Canadian Court Challenge Seeks To Clarify Right To Be Cryogenically Frozen After Death

Canadian Court Challenge Seeks To Clarify Right To Be Cryogenically Frozen After Death

In British Columbia, a unique law is being challenged that prohibits sale services that use use ultra-low temperatures to preserve human bodies after clinical death in a process known as cryonics. In short, the Canadian province is banning the prospect of being frozen just after death and eventually being brought back to life sometime in the future.

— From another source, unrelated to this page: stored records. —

//! Full-site and single-page index maintenance.

use crate::controls::CrawlControls;
use crate::crawler::{CrawlError, Crawler, StopFlag};
use crate::fetcher::{page_path, Fetch, FetchError};
use crate::model::{
    LemmaId, NewIndexEntry, NewLemma, NewPage, NewSite, Page, PageId, Site, SiteId, SiteStatus,
};
use crate::normalizer::{LemmaCounts, TextNormalizer};
use crate::sites::SitesList;
use crate::store::{Storage, StoreError};
use std::collections::HashMap;
use std::sync::Arc;
use std::time::{Instant, SystemTime};
use tokio::sync::Mutex;
use tokio::task::{JoinError, JoinSet};
use tracing::{error, info, warn};
use url::Url;

/// Error recorded on sites whose crawl was interrupted by a stop request.
pub const STOPPED_BY_USER: &str = "Indexing stopped by user";

/// Fatal failure of a full reindex.
#[derive(Debug, thiserror::Error)]
pub enum IndexingError {
    /// Storage rejected a wipe, insert or update.
    #[error(transparent)]
    Store(#[from] StoreError),
    /// A crawl or lemmatization task panicked.
    #[error("indexing task failed: {0}")]
    Join(#[from] JoinError),
}

/// Failure of a single-page reindex.
#[derive(Debug, thiserror::Error)]
pub enum ReindexError {
    /// The argument is not an absolute URL.
    #[error("invalid url {url:?}: {source}")]
    InvalidUrl {
        /// Raw argument.
        url: String,
        /// Parse error.
        #[source]
        source: url::ParseError,
    },
    /// No configured site shares the URL's origin.
    #[error("{0} is outside the configured sites")]
    NotConfigured(String),
    /// The owning site has not been through a full reindex yet.
    #[error("site of {0} has not been indexed yet")]
    NotYetIndexed(String),
    /// The page could not be fetched; the stored index is untouched.
    #[error(transparent)]
    Fetch(#[from] FetchError),
    /// Storage failure while rewriting the page's index rows.
    #[error(transparent)]
    Store(#[from] StoreError),
    /// Lemmatization task panicked.
    #[error("lemmatization task failed: {0}")]
    Join(#[from] JoinError),
}

/// Row counts produced by a full reindex.
#[derive(Debug, Clone, Copy, Default, PartialEq, Eq)]
pub struct IndexReport {
    /// Site records created.
    pub sites: usize,
    /// Pages lemmatized.
    pub pages: usize,
    /// Lemma rows written.
    pub lemmas: usize,
    /// Index entries written.
    pub entries: usize,
}

/// Drives crawling and keeps lemma and index tables consistent.
pub struct Indexer<S, F> {
    store: Arc<S>,
    fetcher: Arc<F>,
    crawler: Crawler<S, F>,
    normalizer: TextNormalizer,
    sites: SitesList,
    page_lock: Mutex<()>,
}

impl<S: Storage, F: Fetch> Indexer<S, F> {
    /// Wires an indexer over shared storage and fetcher handles.
    pub fn new(
        store: Arc<S>,
        fetcher: Arc<F>,
        normalizer: TextNormalizer,
        sites: SitesList,
        controls: CrawlControls,
    ) -> Self {
        let crawler = Crawler::new(Arc::clone(&store), Arc::clone(&fetcher), controls);
        Self {
            store,
            fetcher,
            crawler,
            normalizer,
            sites,
            page_lock: Mutex::new(()),
        }
    }

    /// Backing store.
    pub fn store(&self) -> &Arc<S> {
        &self.store
    }

    /// Normalizer used for page content.
    pub fn normalizer(&self) -> &TextNormalizer {
        &self.normalizer
    }

    /// Configured sites.
    pub fn sites(&self) -> &SitesList {
        &self.sites
    }

    /// Wipes every table, recrawls all configured sites and rebuilds lemmas and entries.
    ///
    /// Sites crawl concurrently. A raised `stop` ends the crawls early, marks the
    /// affected sites FAILED and still indexes whatever pages were stored.
    pub async fn full_reindex(&self, stop: &StopFlag) -> Result<IndexReport, IndexingError> {
        let started = Instant::now();
        self.wipe().await?;

        let mut sites = Vec::with_capacity(self.sites.sites().len());
        for config in self.sites.sites() {
            let site = self
                .store
                .insert_site(NewSite {
                    url: config.url.clone(),
                    name: config.name.clone(),
                    status: SiteStatus::Indexing,
                    status_time: SystemTime::now(),
                })
                .await?;
            sites.push(site);
        }

        self.crawl_all(&sites, stop).await?;

        let mut report = IndexReport {
            sites: sites.len(),
            ..IndexReport::default()
        };
        let mut page_counts: Vec<(Page, LemmaCounts)> = Vec::new();
        let mut lemma_ids: HashMap<(SiteId, String), LemmaId> = HashMap::new();
        for site in &sites {
            let pages = self.store.find_pages_by_site(site.id).await?;
            let mut frequencies: HashMap<String, u32> = HashMap::new();
            for page in pages {
                let counts = self.lemmatize(page.content.clone()).await?;
                for lemma in counts.keys() {
                    *frequencies.entry(lemma.clone()).or_insert(0) += 1;
                }
                page_counts.push((page, counts));
            }

            let mut frequencies: Vec<(String, u32)> = frequencies.into_iter().collect();
            frequencies.sort();
            for (lemma, frequency) in frequencies {
                let row = self
                    .store
                    .insert_lemma(NewLemma {
                        site_id: site.id,
                        lemma: lemma.clone(),
                        frequency,
                    })
                    .await?;
                lemma_ids.insert((site.id, lemma), row.id);
                report.lemmas += 1;
            }
        }

        report.pages = page_counts.len();
        for (page, counts) in &page_counts {
            for (lemma, weight) in counts {
                let Some(lemma_id) = lemma_ids.get(&(page.site_id, lemma.clone())) else {
                    warn!(page = %page.id, lemma = %lemma, "lemma row missing for page entry");
                    continue;
                };
                self.store
                    .insert_entry(NewIndexEntry {
                        page_id: page.id,
                        lemma_id: *lemma_id,
                        weight: *weight,
                    })
                    .await?;
                report.entries += 1;
            }
        }

        info!(
            sites = report.sites,
            pages = report.pages,
            lemmas = report.lemmas,
            entries = report.entries,
            elapsed_ms = started.elapsed().as_millis() as u64,
            "full reindex finished"
        );
        Ok(report)
    }

    async fn wipe(&self) -> Result<(), StoreError> {
        self.store.delete_entries().await?;
        self.store.delete_lemmas().await?;
        self.store.delete_pages().await?;
        self.store.delete_sites().await
    }

    async fn crawl_all(&self, sites: &[Site], stop: &StopFlag) -> Result<(), IndexingError> {
        let mut crawls = JoinSet::new();
        for site in sites {
            let crawler = self.crawler.clone();
            let store = Arc::clone(&self.store);
            let stop = stop.clone();
            let mut site = site.clone();
            crawls.spawn(async move {
                let outcome = crawler.crawl_site(&site, &stop).await;
                let (status, last_error) = site_outcome(&outcome, &stop);
                if let Err(err) = &outcome {
                    error!(site = %site.url, error = %err, "site crawl failed");
                }
                site.transition(status, last_error);
                store.update_site(&site).await
            });
        }

        let mut first_error = None;
        while let Some(joined) = crawls.join_next().await {
            let result = joined
                .map_err(IndexingError::from)
                .and_then(|updated| updated.map_err(IndexingError::from));
            if let Err(err) = result {
                first_error.get_or_insert(err);
            }
        }
        first_error.map_or(Ok(()), Err)
    }

    async fn lemmatize(&self, html: String) -> Result<LemmaCounts, JoinError> {
        let normalizer = self.normalizer.clone();
        tokio::task::spawn_blocking(move || normalizer.lemmatize(&html)).await
    }

    /// Refetches one page and replaces its contribution to the lemma and index tables.
    ///
    /// The fetch happens first, so a failed fetch leaves the stored index untouched.
    /// Calls are serialized.
    pub async fn reindex_page(&self, raw_url: &str) -> Result<Page, ReindexError> {
        let mut url = Url::parse(raw_url.trim()).map_err(|source| ReindexError::InvalidUrl {
            url: raw_url.to_string(),
            source,
        })?;
        url.set_fragment(None);
        if self.sites.site_for(&url).is_none() {
            return Err(ReindexError::NotConfigured(url.to_string()));
        }

        let _serialized = self.page_lock.lock().await;
        let site = self
            .store
            .find_sites()
            .await?
            .into_iter()
            .find(|site| site.contains_url(&url))
            .ok_or_else(|| ReindexError::NotYetIndexed(url.to_string()))?;
        let path = page_path(&url);

        let fetched = self.fetcher.fetch(&url).await?;
        let counts = self.lemmatize(fetched.html.clone()).await?;

        let page = match self.store.find_page_by_path(site.id, &path).await? {
            Some(mut page) => {
                self.remove_contribution(page.id).await?;
                page.code = fetched.status;
                page.content = fetched.html;
                self.store.update_page(&page).await?;
                page
            }
            None => {
                self.store
                    .insert_page(NewPage {
                        site_id: site.id,
                        path: path.clone(),
                        code: fetched.status,
                        content: fetched.html,
                    })
                    .await?
            }
        };

        let mut counts: Vec<(String, u32)> = counts.into_iter().collect();
        counts.sort();
        for (text, weight) in counts {
            let lemma = match self.store.find_lemma_by_text(site.id, &text).await? {
                Some(mut lemma) => {
                    lemma.frequency += 1;
                    self.store.update_lemma(&lemma).await?;
                    lemma
                }
                None => {
                    self.store
                        .insert_lemma(NewLemma {
                            site_id: site.id,
                            lemma: text,
                            frequency: 1,
                        })
                        .await?
                }
            };
            self.store
                .insert_entry(NewIndexEntry {
                    page_id: page.id,
                    lemma_id: lemma.id,
                    weight,
                })
                .await?;
        }

        info!(site = %site.url, path = %page.path, "page reindexed");
        Ok(page)
    }

    async fn remove_contribution(&self, page_id: PageId) -> Result<(), StoreError> {
        for entry in self.store.find_entries_by_page(page_id).await? {
            let Some(mut lemma) = self.store.find_lemma(entry.lemma_id).await? else {
                continue;
            };
            if lemma.frequency <= 1 {
                self.store.delete_lemma(lemma.id).await?;
            } else {
                lemma.frequency -= 1;
                self.store.update_lemma(&lemma).await?;
            }
        }
        self.store.delete_entries_by_page(page_id).await
    }
}

fn site_outcome<T>(
    outcome: &Result<T, CrawlError>,
    stop: &StopFlag,
) -> (SiteStatus, Option<String>) {
    match outcome {
        Err(err) => (SiteStatus::Failed, Some(err.to_string())),
        Ok(_) if stop.is_stopped() => (SiteStatus::Failed, Some(STOPPED_BY_USER.to_string())),
        Ok(_) => (SiteStatus::Indexed, None),
    }
}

The challenge is taking place in provincial court as Keegan Macintosh and the Lifespan Society of British Columbia filed a civil claim to the Supreme Court of B.C. on Tuesday. They argue that parts of the Cremation, Interment and Funeral Services act are unconstitutional as they prohibit the sale of cryonics. In fact, British Columbia is the only jurisdiction in the world to prohibit the sale of cryonics services.

The society’s legal counsel, Jason Gratl states, “Here what we’re really talking about is the right to a third method of disposition of remains.” Gratl goes on to explain the plaintiff’s are asking whether there is significant validation to deny a person the right to have their bodies preserved in ultra-low temperatures.

As the plaintiff’s allegations are yet to be examined in court, Macintosh nor a government spokesperson was available for comment.

According to the notice, one of the services Macintosh intends to purchase includes vitrification, which replaces the liquids within a corpse with a cooling substance that leads to a process known as suspension. This practice is outlawed by the act in Section 14 which covers the sale or arrangement of “preservation by storage.” Violators of this law can spend up to 12 months in prison, be fined up to $10,000 or receive both penalties. Companies who well these services can be fined up to $100,000.

Although the act doesn’t clearly define cryonics, it prohibits any form of long-term preservation of a body with the intent of future resuscitation, which effectively bans the practice.

Lifespan only offers the possibility of resuscitation in the future yet does not guarantee or embellish the idea of such a result. Gratl says that their needs to be incredible advancements in the future of medical science in order for this practice to become a potential possibility.

The provincial court in British Columbia has about 21 days to respond once they receive the notice from the two parties involved.